Overblog
Editer l'article Suivre ce blog Administration + Créer mon blog

Le Mirebalais Indépendant

La Vie d'ici et d'ailleurs - Patrimoine : d'hier à aujourd'hui, un monde riche de son passé, a forcément un Avenir ...

Publié le par FARFADET 86
Publié dans : #Les mots choisis du Farfadet, #Les facéties du Farfadet

 Colin pénètre chez Isis, au 358 ter, rue de La Bêche, à Lépathe / Scène

« J’entre, tu entres, nous, vous, tous, ils entrent … »
Parvenu au bout d’un long, très long, et quasi-interminable vestibule, Colin abandonna son trench-coat, son sur-main droit et son sur-main gauche à un porte-manteau retraité de soixante-seize ans qui n’avait toujours pas lu les aventures de Thym-thym & Mildiou étant un inconditionnel du Bibi Fric-Hautain. Dans un miroir au tain irisé de cent mille reflets d’argent, il égalisa d’un revers du pouce, la frange aube-urne de sa moustache puis, avec grand soin, refit sa raie dont il redoutait en permanence qu’elle glisse trop vers la gauche…
« Et une belle raie pour Colin ! Ça m’évitera la poisse peut-être… » Songea-t-il en poussant vivement la porte à tambour qui ne manqua pas de le catapulter dans la grande salle des réceptions où il retrouva les « quatre fers » en l’air, exposé à tous les regards médusés…

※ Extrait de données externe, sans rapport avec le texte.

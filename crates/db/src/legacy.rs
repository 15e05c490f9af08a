//! Legacy single-color backfill.
//!
//! Early versions stored one color directly on the product row and left the
//! stock rows colorless. The backfill moves every such product onto the
//! multi-color model: the legacy color (or the placeholder) is registered
//! in the color catalog, and any stock row that still has no color is
//! stamped with it. Rows that already carry a color are never touched, so
//! re-running the pass -- it runs on every start -- changes nothing.

use magazzino_core::error::CoreError;
use magazzino_core::labels::normalize_color;
use sqlx::SqlitePool;

/// Outcome of one backfill pass.
#[derive(Debug, Clone, Copy, Default)]
pub struct MigrationReport {
    /// Products examined.
    pub seen: usize,
    /// Products whose migration failed and was skipped.
    pub failed: usize,
}

/// Backfill every product's legacy color into the multi-color model.
///
/// Each product migrates in its own transaction. A failure is wrapped as
/// [`CoreError::Migration`], logged at warn, and does not stop the pass;
/// only a failure to enumerate the products at all aborts it.
pub async fn backfill_legacy_colors(pool: &SqlitePool) -> Result<MigrationReport, sqlx::Error> {
    let products: Vec<(String, Option<String>)> =
        sqlx::query_as("SELECT codice, colore FROM prodotti")
            .fetch_all(pool)
            .await?;

    let mut report = MigrationReport::default();
    for (code, legacy_color) in products {
        report.seen += 1;
        let legacy_color = legacy_color.unwrap_or_default();
        if let Err(err) = backfill_product(pool, &code, &legacy_color).await {
            let err = CoreError::Migration {
                product: code.clone(),
                reason: err.to_string(),
            };
            tracing::warn!(product = %code, error = %err, "Legacy color backfill failed, skipping product");
            report.failed += 1;
        }
    }

    if report.seen > 0 {
        tracing::info!(
            seen = report.seen,
            failed = report.failed,
            "Legacy color backfill complete"
        );
    }
    Ok(report)
}

/// Migrate a single product inside its own transaction.
async fn backfill_product(
    pool: &SqlitePool,
    code: &str,
    legacy_color: &str,
) -> Result<(), sqlx::Error> {
    let color = normalize_color(legacy_color);
    let mut tx = pool.begin().await?;

    sqlx::query("INSERT OR IGNORE INTO colori_prodotti (codice_prodotto, colore) VALUES (?, ?)")
        .bind(code)
        .bind(&color)
        .execute(&mut *tx)
        .await?;

    // Only colorless rows: already-migrated and multi-color data stays put.
    sqlx::query(
        "UPDATE taglie_prodotti SET colore = ? \
         WHERE codice_prodotto = ? AND (colore IS NULL OR TRIM(colore) = '')",
    )
    .bind(&color)
    .bind(code)
    .execute(&mut *tx)
    .await?;

    tx.commit().await
}
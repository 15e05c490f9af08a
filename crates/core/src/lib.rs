//! Domain logic for the magazzino inventory backend.
//!
//! Pure types and functions only: size schemes and their label ordering,
//! color label handling, quantity validation, and the error taxonomy.
//! No database, no async, no I/O.

pub mod error;
pub mod labels;
pub mod sizes;
pub mod stock;
pub mod types;
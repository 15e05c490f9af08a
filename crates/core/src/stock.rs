//! Quantity validation for stock mutations and bulk per-size updates.

use crate::error::{CoreError, CoreResult};

/// Validate a load/sell quantity: must be at least 1.
pub fn require_positive(qty: i64, op: &str) -> CoreResult<()> {
    if qty < 1 {
        return Err(CoreError::Validation(format!(
            "quantity to {op} must be at least 1, got {qty}"
        )));
    }
    Ok(())
}

/// Parse one quantity string from a bulk per-size update.
///
/// Contract: a blank field means zero, negative values clamp to zero, and
/// anything non-numeric is rejected outright.
pub fn parse_quantity(raw: &str) -> CoreResult<i64> {
    let trimmed = raw.trim();
    if trimmed.is_empty() {
        return Ok(0);
    }
    let value: i64 = trimmed
        .parse()
        .map_err(|_| CoreError::Validation(format!("invalid quantity {trimmed:?}")))?;
    Ok(value.max(0))
}

/// Turn raw (size label, quantity string) entries into a validated update
/// plan.
///
/// Entries with a blank size label are dropped; quantities go through
/// [`parse_quantity`]. Any invalid quantity fails the whole plan, so a bulk
/// update never half-applies.
pub fn build_quantity_plan(entries: &[(String, String)]) -> CoreResult<Vec<(String, i64)>> {
    let mut plan = Vec::with_capacity(entries.len());
    for (label, raw_qty) in entries {
        let label = label.trim();
        if label.is_empty() {
            continue;
        }
        plan.push((label.to_string(), parse_quantity(raw_qty)?));
    }
    Ok(plan)
}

Une soudaine clameur l’accueillit. Colin pensa que c’était, à n’en pas douter, une ovation en sa faveur pour saluer son entrée fracassante …
« Il se trompe… Colin, tu te trompes… mais Nous, ne nous trompons pas, car nous accueillons maintenant le héros de la Fête : le caniche Ossol qu’accompagne Millau sa canichette préférée ! » Persifla la pétulante et célèbre animatrice Alise de la chaine CQQ* …
- « Tu tombes bien Alise, je …
- Moins bien que toi !... Tu as même déchiré le pan arrière gauche de ta veste à brandebourgs !... »
Alise partit dans un rire en cascade qui n’en finissait pas… Elle, parée, dans une étonnante robe mouvante indigo ressemblait à la mer en furie qu’agitait toujours plus chaque saccade de son rire aussi strident que stupide… Colin lui jeta un regard vague, fit la moue, se releva vivement, déposa sa veste au pan pendant, entre les mains extrêmement blanches d’Alise puis se faufila à travers la foule ondulante des invités …
« Elle m’ennuie, celle-là, cette empêcheuse de tourner en rond, avec ses grands airs !... J’ai d’autres cœurs à charmer moi, enfin ! »

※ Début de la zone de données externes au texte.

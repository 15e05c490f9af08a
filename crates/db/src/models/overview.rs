//! Product overview row for the catalog listing.

use serde::Serialize;
use sqlx::FromRow;

/// One row of the product overview listing.
///
/// Aggregated fresh from current ledger state on every query.
#[derive(Debug, Clone, FromRow, Serialize)]
pub struct ProductOverview {
    pub code: String,
    pub name: Option<String>,
    pub category: Option<String>,
    /// Registered colors, comma-joined in insertion order. The internal
    /// placeholder color is excluded.
    pub colors: String,
    pub production_notes: Option<String>,
    /// Stored size-scheme tag (`NUMERI`/`LETTERE`).
    pub size_scheme: String,
    /// Sum of quantities across every color and size.
    pub total_remaining: i64,
    pub units_sold: i64,
    pub unit_cost: f64,
    pub price_range: Option<String>,
}
//! SQLite persistence layer for the magazzino inventory backend.
//!
//! Repositories are zero-sized structs providing async methods that accept
//! `&SqlitePool` as the first argument. Plain CRUD returns
//! `Result<_, sqlx::Error>`; operations with domain failure semantics
//! (insufficient stock, missing cells, rejected input) return
//! [`error::StoreResult`].
//!
//! A host process calls [`bootstrap`] once at startup; everything it does is
//! idempotent, so restarting is always safe.

pub mod error;
pub mod legacy;
pub mod models;
pub mod repositories;
pub mod schema;

use std::str::FromStr;

use sqlx::sqlite::{SqliteConnectOptions, SqlitePoolOptions};
use sqlx::SqlitePool;

use crate::legacy::MigrationReport;

/// Database configuration loaded from environment variables.
#[derive(Debug, Clone)]
pub struct DbConfig {
    /// SQLite connection URL (default: `sqlite:DATI/database.db`).
    pub url: String,
    /// Maximum connections in the pool (default: `5`).
    pub max_connections: u32,
}

impl DbConfig {
    /// Load configuration from environment variables with defaults.
    ///
    /// | Env Var              | Default                   |
    /// |----------------------|---------------------------|
    /// | `DATABASE_URL`       | `sqlite:DATI/database.db` |
    /// | `DB_MAX_CONNECTIONS` | `5`                       |
    pub fn from_env() -> Self {
        let url =
            std::env::var("DATABASE_URL").unwrap_or_else(|_| "sqlite:DATI/database.db".into());

        let max_connections: u32 = std::env::var("DB_MAX_CONNECTIONS")
            .unwrap_or_else(|_| "5".into())
            .parse()
            .expect("DB_MAX_CONNECTIONS must be a valid u32");

        Self {
            url,
            max_connections,
        }
    }

    /// Configuration for a database file at `path`.
    pub fn sqlite(path: &str) -> Self {
        Self {
            url: format!("sqlite:{path}"),
            max_connections: 5,
        }
    }
}

/// Create a connection pool from the given configuration.
///
/// Creates the database file if it does not exist yet and enforces foreign
/// keys on every connection.
pub async fn create_pool(config: &DbConfig) -> Result<SqlitePool, sqlx::Error> {
    let options = SqliteConnectOptions::from_str(&config.url)?
        .create_if_missing(true)
        .foreign_keys(true);

    SqlitePoolOptions::new()
        .max_connections(config.max_connections)
        .connect_with(options)
        .await
}

/// Verify the database answers queries.
pub async fn health_check(pool: &SqlitePool) -> Result<(), sqlx::Error> {
    sqlx::query("SELECT 1").execute(pool).await?;
    Ok(())
}

/// Prepare a database for use: schema bootstrap followed by the legacy
/// single-color backfill.
///
/// Run once at process start. Both steps are idempotent, so a database that
/// is already up to date passes through unchanged.
pub async fn bootstrap(pool: &SqlitePool) -> Result<MigrationReport, sqlx::Error> {
    schema::init(pool).await?;
    legacy::backfill_legacy_colors(pool).await
}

Ossol et Millau furent hissés sur un podium fait d’os à moelle entrelacés. Les deux caniches comme à la parade, rutilant dans leurs vareuses d’astrakan couleur abricot répondirent par un concert d’avoiements aux applaudissements incessants et saccadés de la gente en liesse. Ces battements faisaient tintinnabuler tous les lustres en berlingots de Carpentras qui illuminaient de leur fluorescence mentholée cette gigantesque pièce ronde …

« Il n’y a pas le moindre coin pour s’isoler dans cette salle - constata Colin - Mon cœur s’envole ici… je m’envole, tu t’envoles, nous, vous, tous, vous envolez ! … »
- « Colin ! Colin ! Eh Colin ! C’est toi ?
- Non, c’est Colin - répondit l’interpellé. »
Mayard, tout de blanche flanelle vêtu, le teint hâlé par les courants d’air manifestés par son hébétude chronique, restait, bouche-bée, planté devant Colin…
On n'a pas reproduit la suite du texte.